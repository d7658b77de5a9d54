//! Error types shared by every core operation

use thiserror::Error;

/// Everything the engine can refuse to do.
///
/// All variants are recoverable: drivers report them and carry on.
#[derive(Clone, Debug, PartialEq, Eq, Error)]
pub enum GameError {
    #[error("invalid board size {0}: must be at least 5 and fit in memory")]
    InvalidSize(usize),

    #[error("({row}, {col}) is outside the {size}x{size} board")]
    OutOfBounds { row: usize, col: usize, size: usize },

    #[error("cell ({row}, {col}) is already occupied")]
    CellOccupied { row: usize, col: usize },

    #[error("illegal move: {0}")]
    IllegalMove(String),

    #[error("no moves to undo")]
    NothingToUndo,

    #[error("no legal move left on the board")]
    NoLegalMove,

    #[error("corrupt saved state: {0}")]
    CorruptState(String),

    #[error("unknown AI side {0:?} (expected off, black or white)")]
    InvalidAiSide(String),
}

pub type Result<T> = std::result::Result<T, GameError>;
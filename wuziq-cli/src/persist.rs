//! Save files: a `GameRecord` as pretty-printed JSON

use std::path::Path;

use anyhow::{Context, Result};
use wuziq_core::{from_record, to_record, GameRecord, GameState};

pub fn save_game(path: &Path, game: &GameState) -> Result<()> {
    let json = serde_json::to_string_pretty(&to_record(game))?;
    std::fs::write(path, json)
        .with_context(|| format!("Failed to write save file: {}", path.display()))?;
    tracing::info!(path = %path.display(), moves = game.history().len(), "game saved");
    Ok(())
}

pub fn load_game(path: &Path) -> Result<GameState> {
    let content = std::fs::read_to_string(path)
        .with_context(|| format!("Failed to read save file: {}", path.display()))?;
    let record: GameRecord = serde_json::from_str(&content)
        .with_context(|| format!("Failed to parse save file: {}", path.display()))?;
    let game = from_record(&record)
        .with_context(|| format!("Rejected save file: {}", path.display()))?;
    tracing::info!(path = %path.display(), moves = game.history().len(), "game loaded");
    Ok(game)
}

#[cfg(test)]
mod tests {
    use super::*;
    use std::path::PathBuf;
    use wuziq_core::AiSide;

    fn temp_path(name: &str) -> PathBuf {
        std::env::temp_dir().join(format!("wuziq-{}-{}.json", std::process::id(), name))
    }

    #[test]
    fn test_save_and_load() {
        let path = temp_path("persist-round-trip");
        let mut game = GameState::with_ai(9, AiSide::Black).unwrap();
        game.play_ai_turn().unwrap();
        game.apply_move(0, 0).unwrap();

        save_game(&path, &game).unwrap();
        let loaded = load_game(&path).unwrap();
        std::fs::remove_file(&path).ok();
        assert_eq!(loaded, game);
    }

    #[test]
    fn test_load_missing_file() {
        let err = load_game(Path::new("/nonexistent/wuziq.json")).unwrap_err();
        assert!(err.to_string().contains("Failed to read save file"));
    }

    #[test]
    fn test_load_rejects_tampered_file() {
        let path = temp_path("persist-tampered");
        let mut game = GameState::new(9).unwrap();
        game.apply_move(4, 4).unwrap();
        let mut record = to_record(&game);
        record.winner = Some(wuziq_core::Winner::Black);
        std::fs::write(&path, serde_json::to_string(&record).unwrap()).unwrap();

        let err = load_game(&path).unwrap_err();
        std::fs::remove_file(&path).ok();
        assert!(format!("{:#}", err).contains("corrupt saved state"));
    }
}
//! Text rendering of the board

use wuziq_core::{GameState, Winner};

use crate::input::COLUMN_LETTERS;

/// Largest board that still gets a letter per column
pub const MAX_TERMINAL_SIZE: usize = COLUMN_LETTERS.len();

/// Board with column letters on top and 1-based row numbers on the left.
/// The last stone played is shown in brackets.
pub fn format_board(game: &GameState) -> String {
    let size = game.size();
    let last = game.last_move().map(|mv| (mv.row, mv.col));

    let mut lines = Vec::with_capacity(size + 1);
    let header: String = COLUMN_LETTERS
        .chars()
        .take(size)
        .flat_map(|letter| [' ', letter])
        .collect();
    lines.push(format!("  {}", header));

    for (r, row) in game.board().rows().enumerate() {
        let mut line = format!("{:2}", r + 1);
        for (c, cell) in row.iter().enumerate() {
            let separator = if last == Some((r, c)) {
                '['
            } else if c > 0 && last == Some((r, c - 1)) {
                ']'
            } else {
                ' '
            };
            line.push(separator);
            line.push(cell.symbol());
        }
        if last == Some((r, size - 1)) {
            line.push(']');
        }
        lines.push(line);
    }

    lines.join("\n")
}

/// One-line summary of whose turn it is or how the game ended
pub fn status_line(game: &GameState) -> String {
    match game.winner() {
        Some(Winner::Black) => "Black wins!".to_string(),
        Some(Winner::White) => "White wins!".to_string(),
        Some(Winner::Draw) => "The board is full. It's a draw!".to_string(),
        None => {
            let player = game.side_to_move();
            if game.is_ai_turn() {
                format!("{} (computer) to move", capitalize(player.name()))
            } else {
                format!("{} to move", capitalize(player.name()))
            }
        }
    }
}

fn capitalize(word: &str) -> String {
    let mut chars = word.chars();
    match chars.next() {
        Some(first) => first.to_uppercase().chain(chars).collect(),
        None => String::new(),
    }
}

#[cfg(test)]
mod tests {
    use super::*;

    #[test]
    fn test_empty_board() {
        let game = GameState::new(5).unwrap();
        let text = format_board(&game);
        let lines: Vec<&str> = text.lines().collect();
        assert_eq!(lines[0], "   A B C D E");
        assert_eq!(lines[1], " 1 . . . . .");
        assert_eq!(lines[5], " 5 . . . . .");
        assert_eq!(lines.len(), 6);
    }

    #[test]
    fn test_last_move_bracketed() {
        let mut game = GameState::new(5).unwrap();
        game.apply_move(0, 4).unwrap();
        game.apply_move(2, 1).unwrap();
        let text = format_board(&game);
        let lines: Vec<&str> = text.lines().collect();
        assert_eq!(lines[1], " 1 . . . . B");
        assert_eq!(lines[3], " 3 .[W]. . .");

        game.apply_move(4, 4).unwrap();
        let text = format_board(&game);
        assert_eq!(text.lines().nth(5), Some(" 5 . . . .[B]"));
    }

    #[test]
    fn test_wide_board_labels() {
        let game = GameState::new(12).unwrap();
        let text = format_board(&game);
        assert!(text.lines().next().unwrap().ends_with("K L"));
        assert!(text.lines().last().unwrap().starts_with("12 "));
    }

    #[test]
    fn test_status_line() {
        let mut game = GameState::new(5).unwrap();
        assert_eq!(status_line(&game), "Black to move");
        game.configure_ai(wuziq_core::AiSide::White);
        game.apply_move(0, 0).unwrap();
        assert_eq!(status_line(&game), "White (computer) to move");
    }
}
==
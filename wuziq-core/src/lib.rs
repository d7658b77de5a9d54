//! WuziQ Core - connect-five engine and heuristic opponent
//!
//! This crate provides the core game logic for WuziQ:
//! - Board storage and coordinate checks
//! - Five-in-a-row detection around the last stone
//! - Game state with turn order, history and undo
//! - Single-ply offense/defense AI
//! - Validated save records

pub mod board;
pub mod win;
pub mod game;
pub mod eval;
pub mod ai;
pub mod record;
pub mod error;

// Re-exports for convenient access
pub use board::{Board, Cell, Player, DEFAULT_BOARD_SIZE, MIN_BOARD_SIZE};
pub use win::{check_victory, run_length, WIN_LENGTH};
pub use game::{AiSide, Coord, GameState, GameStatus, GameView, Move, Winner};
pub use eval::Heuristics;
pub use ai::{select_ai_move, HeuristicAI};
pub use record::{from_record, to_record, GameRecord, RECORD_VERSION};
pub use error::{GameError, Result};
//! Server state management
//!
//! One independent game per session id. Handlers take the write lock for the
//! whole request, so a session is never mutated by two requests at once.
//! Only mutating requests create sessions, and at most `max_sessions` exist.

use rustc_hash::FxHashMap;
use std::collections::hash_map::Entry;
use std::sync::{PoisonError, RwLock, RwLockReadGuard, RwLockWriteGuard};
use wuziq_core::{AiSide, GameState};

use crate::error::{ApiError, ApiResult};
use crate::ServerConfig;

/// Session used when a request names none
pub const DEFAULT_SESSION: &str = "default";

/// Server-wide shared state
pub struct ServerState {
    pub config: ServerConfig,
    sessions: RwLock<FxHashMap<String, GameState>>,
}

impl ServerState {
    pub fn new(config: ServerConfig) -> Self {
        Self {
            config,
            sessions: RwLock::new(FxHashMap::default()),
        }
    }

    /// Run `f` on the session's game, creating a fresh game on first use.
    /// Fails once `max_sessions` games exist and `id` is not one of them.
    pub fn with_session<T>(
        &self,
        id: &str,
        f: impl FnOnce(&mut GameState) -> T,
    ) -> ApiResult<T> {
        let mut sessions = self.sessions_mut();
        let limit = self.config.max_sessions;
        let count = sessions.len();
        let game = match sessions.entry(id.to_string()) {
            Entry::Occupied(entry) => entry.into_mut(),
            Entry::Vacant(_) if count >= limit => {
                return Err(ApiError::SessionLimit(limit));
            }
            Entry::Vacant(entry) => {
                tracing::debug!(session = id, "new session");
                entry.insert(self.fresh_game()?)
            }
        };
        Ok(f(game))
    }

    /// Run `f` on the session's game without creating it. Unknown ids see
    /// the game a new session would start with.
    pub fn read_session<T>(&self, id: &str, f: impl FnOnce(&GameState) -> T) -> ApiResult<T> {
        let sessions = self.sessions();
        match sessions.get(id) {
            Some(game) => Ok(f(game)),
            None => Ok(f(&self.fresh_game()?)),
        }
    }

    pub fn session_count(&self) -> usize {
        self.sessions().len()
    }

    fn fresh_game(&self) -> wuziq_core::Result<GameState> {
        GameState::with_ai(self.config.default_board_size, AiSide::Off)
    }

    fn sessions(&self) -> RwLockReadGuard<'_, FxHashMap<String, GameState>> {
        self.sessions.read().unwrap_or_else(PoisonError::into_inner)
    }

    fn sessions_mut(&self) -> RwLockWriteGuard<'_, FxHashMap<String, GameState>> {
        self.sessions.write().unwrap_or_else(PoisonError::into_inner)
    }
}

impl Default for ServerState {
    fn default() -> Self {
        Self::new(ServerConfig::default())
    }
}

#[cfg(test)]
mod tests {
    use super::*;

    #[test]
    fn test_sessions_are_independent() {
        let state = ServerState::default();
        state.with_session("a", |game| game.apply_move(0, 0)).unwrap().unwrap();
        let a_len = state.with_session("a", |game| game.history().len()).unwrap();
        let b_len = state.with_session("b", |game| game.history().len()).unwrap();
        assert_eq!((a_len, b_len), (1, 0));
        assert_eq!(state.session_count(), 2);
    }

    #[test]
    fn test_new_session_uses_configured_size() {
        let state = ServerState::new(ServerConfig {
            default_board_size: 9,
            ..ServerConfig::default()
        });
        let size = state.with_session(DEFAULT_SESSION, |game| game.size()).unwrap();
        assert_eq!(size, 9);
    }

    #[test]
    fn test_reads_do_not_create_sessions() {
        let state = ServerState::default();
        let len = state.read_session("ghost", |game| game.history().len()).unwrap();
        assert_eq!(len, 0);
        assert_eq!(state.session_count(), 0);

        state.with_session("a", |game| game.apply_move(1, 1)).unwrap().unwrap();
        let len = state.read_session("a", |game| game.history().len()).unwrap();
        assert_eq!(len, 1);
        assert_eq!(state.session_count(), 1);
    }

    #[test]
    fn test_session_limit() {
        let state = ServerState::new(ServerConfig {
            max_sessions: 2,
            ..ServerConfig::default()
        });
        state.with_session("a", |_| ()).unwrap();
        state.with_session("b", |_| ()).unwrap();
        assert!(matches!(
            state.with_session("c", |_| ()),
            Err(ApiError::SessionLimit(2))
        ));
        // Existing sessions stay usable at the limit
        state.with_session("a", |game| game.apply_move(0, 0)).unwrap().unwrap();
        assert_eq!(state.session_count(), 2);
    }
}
---
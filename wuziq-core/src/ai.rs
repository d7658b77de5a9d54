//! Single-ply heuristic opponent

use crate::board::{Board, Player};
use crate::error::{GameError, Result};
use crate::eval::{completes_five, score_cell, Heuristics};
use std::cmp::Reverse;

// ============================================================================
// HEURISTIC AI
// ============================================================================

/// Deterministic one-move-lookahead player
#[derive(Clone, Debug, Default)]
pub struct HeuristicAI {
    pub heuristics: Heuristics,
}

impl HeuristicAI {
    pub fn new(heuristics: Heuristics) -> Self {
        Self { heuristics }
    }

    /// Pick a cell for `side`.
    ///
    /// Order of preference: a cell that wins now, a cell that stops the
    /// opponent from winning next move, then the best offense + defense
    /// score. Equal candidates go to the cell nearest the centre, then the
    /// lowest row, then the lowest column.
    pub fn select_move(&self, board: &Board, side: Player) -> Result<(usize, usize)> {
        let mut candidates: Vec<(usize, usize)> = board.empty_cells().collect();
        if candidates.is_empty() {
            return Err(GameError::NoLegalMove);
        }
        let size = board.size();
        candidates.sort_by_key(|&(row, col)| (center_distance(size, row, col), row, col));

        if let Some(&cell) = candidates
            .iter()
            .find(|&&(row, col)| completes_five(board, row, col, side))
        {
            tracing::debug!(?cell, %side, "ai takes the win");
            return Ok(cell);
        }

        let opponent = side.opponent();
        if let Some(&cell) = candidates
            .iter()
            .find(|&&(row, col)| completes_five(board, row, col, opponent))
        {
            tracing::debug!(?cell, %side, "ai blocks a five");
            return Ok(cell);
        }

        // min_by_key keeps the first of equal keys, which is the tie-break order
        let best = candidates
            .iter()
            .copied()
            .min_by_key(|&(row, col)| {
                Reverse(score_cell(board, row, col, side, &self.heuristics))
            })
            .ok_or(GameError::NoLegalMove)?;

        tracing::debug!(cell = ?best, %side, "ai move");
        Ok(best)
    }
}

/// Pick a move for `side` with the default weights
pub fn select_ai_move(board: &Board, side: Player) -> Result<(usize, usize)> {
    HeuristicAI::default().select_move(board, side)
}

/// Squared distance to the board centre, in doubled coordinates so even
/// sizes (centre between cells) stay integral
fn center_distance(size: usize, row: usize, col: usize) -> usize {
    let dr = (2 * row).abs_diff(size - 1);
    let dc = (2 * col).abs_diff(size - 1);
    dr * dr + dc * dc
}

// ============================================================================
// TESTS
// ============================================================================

**Assigned task:**
Copy only this part of the entries above: the line with "self.sessions().len()", the line with "fn sessions_mut(&self) ->", and the lines between, all exactly as written.

**Output:**
        self.sessions().len()
    }

    fn fresh_game(&self) -> wuziq_core::Result<GameState> {
        GameState::with_ai(self.config.default_board_size, AiSide::Off)
    }

    fn sessions(&self) -> RwLockReadGuard<'_, FxHashMap<String, GameState>> {
        self.sessions.read().unwrap_or_else(PoisonError::into_inner)
    }

    fn sessions_mut(&self) -> RwLockWriteGuard<'_, FxHashMap<String, GameState>> {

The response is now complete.